• Records provided:

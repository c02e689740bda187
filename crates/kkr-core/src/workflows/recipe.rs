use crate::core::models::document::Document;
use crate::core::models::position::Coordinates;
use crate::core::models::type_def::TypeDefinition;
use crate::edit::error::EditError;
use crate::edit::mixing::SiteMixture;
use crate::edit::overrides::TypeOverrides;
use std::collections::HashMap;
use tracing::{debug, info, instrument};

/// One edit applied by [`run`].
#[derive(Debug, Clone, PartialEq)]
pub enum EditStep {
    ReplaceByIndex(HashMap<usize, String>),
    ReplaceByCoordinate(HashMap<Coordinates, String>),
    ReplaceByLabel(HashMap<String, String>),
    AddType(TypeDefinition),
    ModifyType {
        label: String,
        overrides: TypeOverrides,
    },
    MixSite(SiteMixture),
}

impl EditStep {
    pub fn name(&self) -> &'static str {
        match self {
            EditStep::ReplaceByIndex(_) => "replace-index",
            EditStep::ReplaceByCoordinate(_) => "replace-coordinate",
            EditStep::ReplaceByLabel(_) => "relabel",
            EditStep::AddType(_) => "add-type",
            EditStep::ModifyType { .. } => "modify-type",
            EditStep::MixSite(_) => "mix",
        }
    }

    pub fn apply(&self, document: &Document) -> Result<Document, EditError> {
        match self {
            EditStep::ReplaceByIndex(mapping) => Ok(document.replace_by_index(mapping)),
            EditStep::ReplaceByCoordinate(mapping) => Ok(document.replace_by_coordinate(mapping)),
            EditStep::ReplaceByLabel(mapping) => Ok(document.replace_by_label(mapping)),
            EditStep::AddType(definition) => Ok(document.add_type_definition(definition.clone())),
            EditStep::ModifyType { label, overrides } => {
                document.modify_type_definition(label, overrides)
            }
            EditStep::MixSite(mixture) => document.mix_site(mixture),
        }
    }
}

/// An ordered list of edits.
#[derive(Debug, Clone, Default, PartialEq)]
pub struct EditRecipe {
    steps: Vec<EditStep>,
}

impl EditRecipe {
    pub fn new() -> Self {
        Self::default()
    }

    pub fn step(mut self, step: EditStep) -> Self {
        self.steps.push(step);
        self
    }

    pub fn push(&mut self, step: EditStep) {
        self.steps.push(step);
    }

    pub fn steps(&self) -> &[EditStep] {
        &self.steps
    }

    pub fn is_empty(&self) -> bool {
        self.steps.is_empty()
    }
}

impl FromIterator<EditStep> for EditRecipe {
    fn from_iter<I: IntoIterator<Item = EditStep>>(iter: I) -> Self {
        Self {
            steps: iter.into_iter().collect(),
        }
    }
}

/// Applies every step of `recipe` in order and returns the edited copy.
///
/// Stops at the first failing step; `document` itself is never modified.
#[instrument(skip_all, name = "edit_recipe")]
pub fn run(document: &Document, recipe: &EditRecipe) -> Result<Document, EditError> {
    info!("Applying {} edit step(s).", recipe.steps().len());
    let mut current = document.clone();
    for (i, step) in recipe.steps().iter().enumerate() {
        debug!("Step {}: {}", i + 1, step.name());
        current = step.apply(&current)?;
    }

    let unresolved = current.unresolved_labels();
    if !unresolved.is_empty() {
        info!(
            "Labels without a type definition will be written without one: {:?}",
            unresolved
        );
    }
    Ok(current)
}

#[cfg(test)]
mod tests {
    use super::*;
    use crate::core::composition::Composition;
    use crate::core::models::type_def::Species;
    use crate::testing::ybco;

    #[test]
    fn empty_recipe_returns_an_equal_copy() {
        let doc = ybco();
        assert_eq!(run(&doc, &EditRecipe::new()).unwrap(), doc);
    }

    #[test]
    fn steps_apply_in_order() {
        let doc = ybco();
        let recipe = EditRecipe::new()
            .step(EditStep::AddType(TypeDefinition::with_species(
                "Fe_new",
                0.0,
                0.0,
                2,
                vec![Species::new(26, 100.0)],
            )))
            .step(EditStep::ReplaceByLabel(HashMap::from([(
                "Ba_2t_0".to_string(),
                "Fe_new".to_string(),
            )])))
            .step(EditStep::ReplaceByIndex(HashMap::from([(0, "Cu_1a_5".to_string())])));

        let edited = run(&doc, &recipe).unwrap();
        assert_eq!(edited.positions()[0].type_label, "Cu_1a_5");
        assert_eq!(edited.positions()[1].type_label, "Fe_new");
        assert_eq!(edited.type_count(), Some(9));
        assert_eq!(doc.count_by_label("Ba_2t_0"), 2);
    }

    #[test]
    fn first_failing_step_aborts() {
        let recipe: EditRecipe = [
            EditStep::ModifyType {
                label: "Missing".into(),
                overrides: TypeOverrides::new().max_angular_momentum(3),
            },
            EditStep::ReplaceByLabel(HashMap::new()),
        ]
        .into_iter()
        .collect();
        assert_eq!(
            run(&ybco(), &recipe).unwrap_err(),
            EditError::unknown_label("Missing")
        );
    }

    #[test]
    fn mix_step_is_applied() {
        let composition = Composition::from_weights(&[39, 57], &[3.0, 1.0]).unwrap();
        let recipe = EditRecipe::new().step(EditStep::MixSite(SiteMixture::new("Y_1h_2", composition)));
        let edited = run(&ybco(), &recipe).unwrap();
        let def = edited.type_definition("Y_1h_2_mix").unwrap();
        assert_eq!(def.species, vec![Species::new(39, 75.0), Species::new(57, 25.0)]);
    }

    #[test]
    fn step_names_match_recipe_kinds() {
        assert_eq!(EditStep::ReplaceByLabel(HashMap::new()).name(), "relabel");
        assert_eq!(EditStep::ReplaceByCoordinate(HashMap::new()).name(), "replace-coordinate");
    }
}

--

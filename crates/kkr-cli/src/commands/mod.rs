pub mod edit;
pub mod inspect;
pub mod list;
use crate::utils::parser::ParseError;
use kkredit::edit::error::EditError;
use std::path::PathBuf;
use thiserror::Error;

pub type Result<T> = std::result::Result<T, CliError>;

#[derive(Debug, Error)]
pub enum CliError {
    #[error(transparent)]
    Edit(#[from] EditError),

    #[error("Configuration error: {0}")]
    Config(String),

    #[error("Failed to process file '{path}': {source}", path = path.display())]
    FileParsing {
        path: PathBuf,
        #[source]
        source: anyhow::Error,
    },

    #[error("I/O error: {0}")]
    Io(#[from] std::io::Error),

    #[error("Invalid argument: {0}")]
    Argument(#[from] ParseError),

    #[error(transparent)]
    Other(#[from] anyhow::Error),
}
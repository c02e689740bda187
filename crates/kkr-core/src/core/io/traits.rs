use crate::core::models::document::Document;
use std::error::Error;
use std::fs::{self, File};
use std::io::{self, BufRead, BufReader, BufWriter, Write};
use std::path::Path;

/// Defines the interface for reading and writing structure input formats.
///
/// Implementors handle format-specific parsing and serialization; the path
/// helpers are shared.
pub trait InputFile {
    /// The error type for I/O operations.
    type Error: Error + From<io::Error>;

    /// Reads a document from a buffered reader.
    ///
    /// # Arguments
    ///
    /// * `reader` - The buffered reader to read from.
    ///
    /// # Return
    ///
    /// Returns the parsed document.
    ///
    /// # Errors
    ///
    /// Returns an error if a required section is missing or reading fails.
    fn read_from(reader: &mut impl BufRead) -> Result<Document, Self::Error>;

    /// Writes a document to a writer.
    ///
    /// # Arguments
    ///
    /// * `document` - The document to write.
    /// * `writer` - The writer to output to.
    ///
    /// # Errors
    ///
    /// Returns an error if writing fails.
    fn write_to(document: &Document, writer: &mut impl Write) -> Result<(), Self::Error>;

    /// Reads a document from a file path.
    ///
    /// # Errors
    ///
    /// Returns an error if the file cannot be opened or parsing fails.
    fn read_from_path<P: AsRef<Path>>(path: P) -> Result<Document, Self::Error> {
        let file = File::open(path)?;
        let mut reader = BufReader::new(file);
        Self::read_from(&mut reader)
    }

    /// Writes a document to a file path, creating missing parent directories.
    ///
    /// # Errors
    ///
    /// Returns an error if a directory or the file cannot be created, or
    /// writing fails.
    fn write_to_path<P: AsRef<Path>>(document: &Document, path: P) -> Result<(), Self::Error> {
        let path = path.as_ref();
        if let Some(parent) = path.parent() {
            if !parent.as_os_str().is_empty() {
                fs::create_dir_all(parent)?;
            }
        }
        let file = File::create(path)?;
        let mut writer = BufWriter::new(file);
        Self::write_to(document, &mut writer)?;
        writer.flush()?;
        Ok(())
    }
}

...

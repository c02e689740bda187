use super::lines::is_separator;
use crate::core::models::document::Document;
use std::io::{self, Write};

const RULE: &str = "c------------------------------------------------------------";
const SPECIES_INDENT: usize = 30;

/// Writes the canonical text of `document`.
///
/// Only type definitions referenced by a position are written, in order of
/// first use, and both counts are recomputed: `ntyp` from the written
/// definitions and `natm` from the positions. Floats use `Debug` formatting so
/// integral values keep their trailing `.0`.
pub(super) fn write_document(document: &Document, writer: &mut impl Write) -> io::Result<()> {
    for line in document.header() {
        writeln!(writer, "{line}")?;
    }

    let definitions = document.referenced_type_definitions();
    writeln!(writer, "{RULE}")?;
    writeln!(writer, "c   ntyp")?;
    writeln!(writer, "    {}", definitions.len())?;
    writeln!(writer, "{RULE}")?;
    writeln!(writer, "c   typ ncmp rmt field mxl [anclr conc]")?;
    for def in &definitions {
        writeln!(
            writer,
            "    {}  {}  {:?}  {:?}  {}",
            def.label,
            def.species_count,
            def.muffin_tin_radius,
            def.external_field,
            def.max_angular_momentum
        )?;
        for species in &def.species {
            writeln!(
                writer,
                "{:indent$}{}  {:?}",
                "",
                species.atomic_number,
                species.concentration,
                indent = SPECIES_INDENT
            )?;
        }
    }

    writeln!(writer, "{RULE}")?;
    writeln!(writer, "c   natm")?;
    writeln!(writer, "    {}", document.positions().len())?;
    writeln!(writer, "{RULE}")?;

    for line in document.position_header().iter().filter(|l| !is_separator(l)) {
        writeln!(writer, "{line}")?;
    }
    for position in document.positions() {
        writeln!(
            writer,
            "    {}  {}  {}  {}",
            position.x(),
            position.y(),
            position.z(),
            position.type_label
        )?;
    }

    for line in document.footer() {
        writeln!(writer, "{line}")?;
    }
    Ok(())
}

• Work request: How many lines above contain the word "derive"? Answer with the number alone.

• Finished exercise: 3